Transcribe all of the listing exactly.

○ ○ ○ ○

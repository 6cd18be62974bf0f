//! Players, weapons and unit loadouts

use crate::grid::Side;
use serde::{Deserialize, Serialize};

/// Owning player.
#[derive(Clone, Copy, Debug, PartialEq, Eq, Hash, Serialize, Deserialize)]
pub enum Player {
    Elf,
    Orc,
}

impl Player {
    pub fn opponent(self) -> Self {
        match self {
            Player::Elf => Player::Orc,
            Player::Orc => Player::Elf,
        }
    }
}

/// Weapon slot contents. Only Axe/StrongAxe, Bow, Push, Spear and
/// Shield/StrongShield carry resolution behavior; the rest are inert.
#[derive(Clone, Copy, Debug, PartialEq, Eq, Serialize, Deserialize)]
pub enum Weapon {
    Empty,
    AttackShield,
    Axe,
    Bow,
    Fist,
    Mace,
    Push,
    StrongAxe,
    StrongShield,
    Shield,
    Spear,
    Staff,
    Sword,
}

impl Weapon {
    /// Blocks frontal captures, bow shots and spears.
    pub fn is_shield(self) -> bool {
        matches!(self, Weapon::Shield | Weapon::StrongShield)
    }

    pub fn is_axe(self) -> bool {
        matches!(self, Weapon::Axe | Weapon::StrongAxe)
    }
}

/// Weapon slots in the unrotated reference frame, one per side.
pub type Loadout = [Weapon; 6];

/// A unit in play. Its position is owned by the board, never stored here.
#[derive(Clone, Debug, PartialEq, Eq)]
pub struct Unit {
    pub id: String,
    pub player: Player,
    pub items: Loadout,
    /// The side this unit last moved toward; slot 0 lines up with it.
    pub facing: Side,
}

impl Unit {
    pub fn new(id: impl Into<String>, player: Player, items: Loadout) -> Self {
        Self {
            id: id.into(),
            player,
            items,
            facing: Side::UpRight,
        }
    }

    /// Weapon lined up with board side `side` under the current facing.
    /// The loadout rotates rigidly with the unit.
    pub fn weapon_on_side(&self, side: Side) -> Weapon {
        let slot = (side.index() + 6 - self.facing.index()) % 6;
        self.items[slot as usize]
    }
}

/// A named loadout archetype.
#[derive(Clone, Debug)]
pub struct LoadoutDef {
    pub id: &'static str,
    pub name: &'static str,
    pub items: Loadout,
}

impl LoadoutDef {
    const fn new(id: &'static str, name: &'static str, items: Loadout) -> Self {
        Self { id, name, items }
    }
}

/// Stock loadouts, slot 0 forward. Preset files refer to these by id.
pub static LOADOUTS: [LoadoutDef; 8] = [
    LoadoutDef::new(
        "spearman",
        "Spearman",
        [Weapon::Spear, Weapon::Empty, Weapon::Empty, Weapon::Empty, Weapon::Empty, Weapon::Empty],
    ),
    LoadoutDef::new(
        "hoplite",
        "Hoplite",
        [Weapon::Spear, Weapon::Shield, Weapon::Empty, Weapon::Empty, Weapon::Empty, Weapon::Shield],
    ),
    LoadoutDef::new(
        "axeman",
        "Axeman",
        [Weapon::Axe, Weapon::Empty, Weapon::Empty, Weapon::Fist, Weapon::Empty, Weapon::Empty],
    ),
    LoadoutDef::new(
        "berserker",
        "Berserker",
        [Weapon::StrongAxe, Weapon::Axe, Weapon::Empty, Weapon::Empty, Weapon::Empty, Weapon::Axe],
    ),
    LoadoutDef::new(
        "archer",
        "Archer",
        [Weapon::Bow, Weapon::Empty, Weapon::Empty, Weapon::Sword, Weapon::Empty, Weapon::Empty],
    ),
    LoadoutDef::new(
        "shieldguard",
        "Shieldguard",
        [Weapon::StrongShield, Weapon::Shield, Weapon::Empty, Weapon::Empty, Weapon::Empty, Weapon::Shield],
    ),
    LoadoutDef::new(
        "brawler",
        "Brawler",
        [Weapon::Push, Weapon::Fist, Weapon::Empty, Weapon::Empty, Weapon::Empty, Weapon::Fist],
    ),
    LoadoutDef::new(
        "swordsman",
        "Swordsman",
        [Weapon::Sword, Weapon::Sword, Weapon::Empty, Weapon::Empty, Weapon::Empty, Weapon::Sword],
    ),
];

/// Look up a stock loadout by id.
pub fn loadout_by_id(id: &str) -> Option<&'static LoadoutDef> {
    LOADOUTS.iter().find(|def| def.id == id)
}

○ ○ ○ ○

The answer:
repository 6cd18be62974bf0f
//! Players, weapons and unit loadouts

use crate::grid::Side;
use serde::{Deserialize, Serialize};

/// Owning player.
#[derive(Clone, Copy, Debug, PartialEq, Eq, Hash, Serialize, Deserialize)]
pub enum Player {
    Elf,
    Orc,
}

impl Player {
    pub fn opponent(self) -> Self {
        match self {
            Player::Elf => Player::Orc,
            Player::Orc => Player::Elf,
        }
    }
}

/// Weapon slot contents. Only Axe/StrongAxe, Bow, Push, Spear and
/// Shield/StrongShield carry resolution behavior; the rest are inert.
#[derive(Clone, Copy, Debug, PartialEq, Eq, Serialize, Deserialize)]
pub enum Weapon {
    Empty,
    AttackShield,
    Axe,
    Bow,
    Fist,
    Mace,
    Push,
    StrongAxe,
    StrongShield,
    Shield,
    Spear,
    Staff,
    Sword,
}

impl Weapon {
    /// Blocks frontal captures, bow shots and spears.
    pub fn is_shield(self) -> bool {
        matches!(self, Weapon::Shield | Weapon::StrongShield)
    }

    pub fn is_axe(self) -> bool {
        matches!(self, Weapon::Axe | Weapon::StrongAxe)
    }
}

/// Weapon slots in the unrotated reference frame, one per side.
pub type Loadout = [Weapon; 6];

/// A unit in play. Its position is owned by the board, never stored here.
#[derive(Clone, Debug, PartialEq, Eq)]
pub struct Unit {
    pub id: String,
    pub player: Player,
    pub items: Loadout,
    /// The side this unit last moved toward; slot 0 lines up with it.
    pub facing: Side,
}

impl Unit {
    pub fn new(id: impl Into<String>, player: Player, items: Loadout) -> Self {
        Self {
            id: id.into(),
            player,
            items,
            facing: Side::UpRight,
        }
    }

    /// Weapon lined up with board side `side` under the current facing.
    /// The loadout rotates rigidly with the unit.
    pub fn weapon_on_side(&self, side: Side) -> Weapon {
        let slot = (side.index() + 6 - self.facing.index()) % 6;
        self.items[slot as usize]
    }
}

/// A named loadout archetype.
#[derive(Clone, Debug)]
pub struct LoadoutDef {
    pub id: &'static str,
    pub name: &'static str,
    pub items: Loadout,
}

impl LoadoutDef {
    const fn new(id: &'static str, name: &'static str, items: Loadout) -> Self {
        Self { id, name, items }
    }
}

/// Stock loadouts, slot 0 forward. Preset files refer to these by id.
pub static LOADOUTS: [LoadoutDef; 8] = [
    LoadoutDef::new(
        "spearman",
        "Spearman",
        [Weapon::Spear, Weapon::Empty, Weapon::Empty, Weapon::Empty, Weapon::Empty, Weapon::Empty],
    ),
    LoadoutDef::new(
        "hoplite",
        "Hoplite",
        [Weapon::Spear, Weapon::Shield, Weapon::Empty, Weapon::Empty, Weapon::Empty, Weapon::Shield],
    ),
    LoadoutDef::new(
        "axeman",
        "Axeman",
        [Weapon::Axe, Weapon::Empty, Weapon::Empty, Weapon::Fist, Weapon::Empty, Weapon::Empty],
    ),
    LoadoutDef::new(
        "berserker",
        "Berserker",
        [Weapon::StrongAxe, Weapon::Axe, Weapon::Empty, Weapon::Empty, Weapon::Empty, Weapon::Axe],
    ),
    LoadoutDef::new(
        "archer",
        "Archer",
        [Weapon::Bow, Weapon::Empty, Weapon::Empty, Weapon::Sword, Weapon::Empty, Weapon::Empty],
    ),
    LoadoutDef::new(
        "shieldguard",
        "Shieldguard",
        [Weapon::StrongShield, Weapon::Shield, Weapon::Empty, Weapon::Empty, Weapon::Empty, Weapon::Shield],
    ),
    LoadoutDef::new(
        "brawler",
        "Brawler",
        [Weapon::Push, Weapon::Fist, Weapon::Empty, Weapon::Empty, Weapon::Empty, Weapon::Fist],
    ),
    LoadoutDef::new(
        "swordsman",
        "Swordsman",
        [Weapon::Sword, Weapon::Sword, Weapon::Empty, Weapon::Empty, Weapon::Empty, Weapon::Sword],
    ),
];

/// Look up a stock loadout by id.
pub fn loadout_by_id(id: &str) -> Option<&'static LoadoutDef> {
    LOADOUTS.iter().find(|def| def.id == id)
}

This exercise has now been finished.